Abaixo, entenda a explicação para isso e saiba se o acesso permanece liberado nesses locais.
Mas por quê? Existe um serviço internacional gratuito de Wi-Fi, chamado de “Eduroam”, que possibilita a conexão de alunos e professores à internet sempre que estiverem nos lugares cadastrados no programa.
Um estudante da Universidade Federal do Rio de Janeiro (UFRJ), por exemplo, pode usar seu login e sua senha para acessar o Wi-Fi da Universidade de Cambrige, quando for à Inglaterra, ou da Universidade de Toronto, em uma viagem ao Canadá.
E é aí que entra a solução do mistério: a “Eduroam” é uma rede independente, com fins acadêmicos, e não está sob a jurisdição da Agência Nacional de Telecomunicações (Anatel). É como se, para proteger os dados dos usuários e garantir o acesso a documentos internos (como uma apostila de um curso, por exemplo), ela andasse em uma “faixa exclusiva” no “trânsito da internet”.
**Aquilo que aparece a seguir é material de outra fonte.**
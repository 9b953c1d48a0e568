//! Builder-facing configuration
//!
//!     The glyph sets and anchor dimensions the document builder needs. Hosts
//!     usually fill this from their own configuration layer; the defaults match
//!     the stock notebook appearance.

use crate::error::EngineError;

#[derive(Debug, Clone, PartialEq)]
pub struct BuilderConfig {
    /// Bullet glyph per list nesting level, outermost first
    pub bullet_chars: Vec<char>,
    /// Unchecked, ticked and marked checkbox glyphs
    pub todo_glyphs: [char; 3],
    pub codebox_width: u32,
    pub codebox_height: u32,
    pub table_col_width: u32,
    /// Text inserted for a horizontal rule
    pub hrule: String,
}

impl Default for BuilderConfig {
    fn default() -> Self {
        BuilderConfig {
            bullet_chars: vec!['•', '◇', '▪', '-', '→', '⇒'],
            todo_glyphs: ['☐', '☑', '☒'],
            codebox_width: 500,
            codebox_height: 100,
            table_col_width: 60,
            hrule: "~".repeat(33),
        }
    }
}

impl BuilderConfig {
    /// A builder cannot run without at least one bullet glyph.
    pub fn validate(&self) -> Result<(), EngineError> {
        if self.bullet_chars.is_empty() {
            return Err(EngineError::Config(
                "no bullet-list characters set".to_owned(),
            ));
        }
        Ok(())
    }
}

#[cfg(test)]
mod tests {
    use super::*;

    #[test]
    fn default_config_is_valid() {
        assert!(BuilderConfig::default().validate().is_ok());
    }

    #[test]
    fn empty_bullets_rejected() {
        let config = BuilderConfig { bullet_chars: vec![], ..Default::default() };
        assert!(matches!(config.validate(), Err(EngineError::Config(_))));
    }
}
“[A Eduroam] tem uma conexão direta com o Twitter, que não passa exatamente pelas operadoras de internet cadastradas na Anatel”, explica Thiago Ayub, diretor de tecnologia da empresa de telecomunicações Sage Networks.
Os alunos ainda estão conseguindo acessar o X nas faculdades? Na maior parte dos casos, não. A “farra” durou pouco.
Na USP, por exemplo, o bloqueio entrou em vigor ao meio-dia de segunda-feira.
Segundo a Rede Nacional de Pesquisas (RNP), que administra a “Eduroam” no Brasil, o X foi bloqueado nas universidades e instituições de pesquisa no início da tarde de segunda-feira (2), “assim que se tornou pública a decisão da 1ª turma do STF de suspender a rede social”, informou a empresa ao g1.
“Caso [ainda] ocorram acessos o X por universidades e outras instituições de pesquisa, a conexão com a internet não tem relação com a RNP.”
Quem foi à faculdade nesta terça (3) com a pretensão de usar a rede de Elon Musk ficou frustrado. “Eduroam bloqueou o Twitter e deixou os universitários na mão 😭😭”, postou um aluno.
E no trabalho? Por que ainda tem gente acessando o X?
Relatos no Downdetector, site que monitora o funcionamento de serviços on-line, apontam casos de funcionários de empresas que conseguem usar o X por meio do serviço de VPN (sigla em inglês para “rede privada virtual”) corporativa, voltada para acessar sistemas do trabalho, por exemplo.
“Na VPN, os dados não passam pela internet pública. As empresas usam esse recurso para trocar documentos confidenciais. É uma rede toda criptografada, onde só entra quem está autorizado”, explica Carlos Neves, professor da Escola Superior de Propaganda e Marketing (ESPM) e arquiteto de software da ferramenta Smooh.
É uma espécie de túnel criado para conectar o computador ou o celular do funcionário diretamente à rede corporativa. Se o fornecedor de internet contratado pela companhia ainda não realizou o bloqueio do X, será possível acessar a plataforma por meio desta conexão.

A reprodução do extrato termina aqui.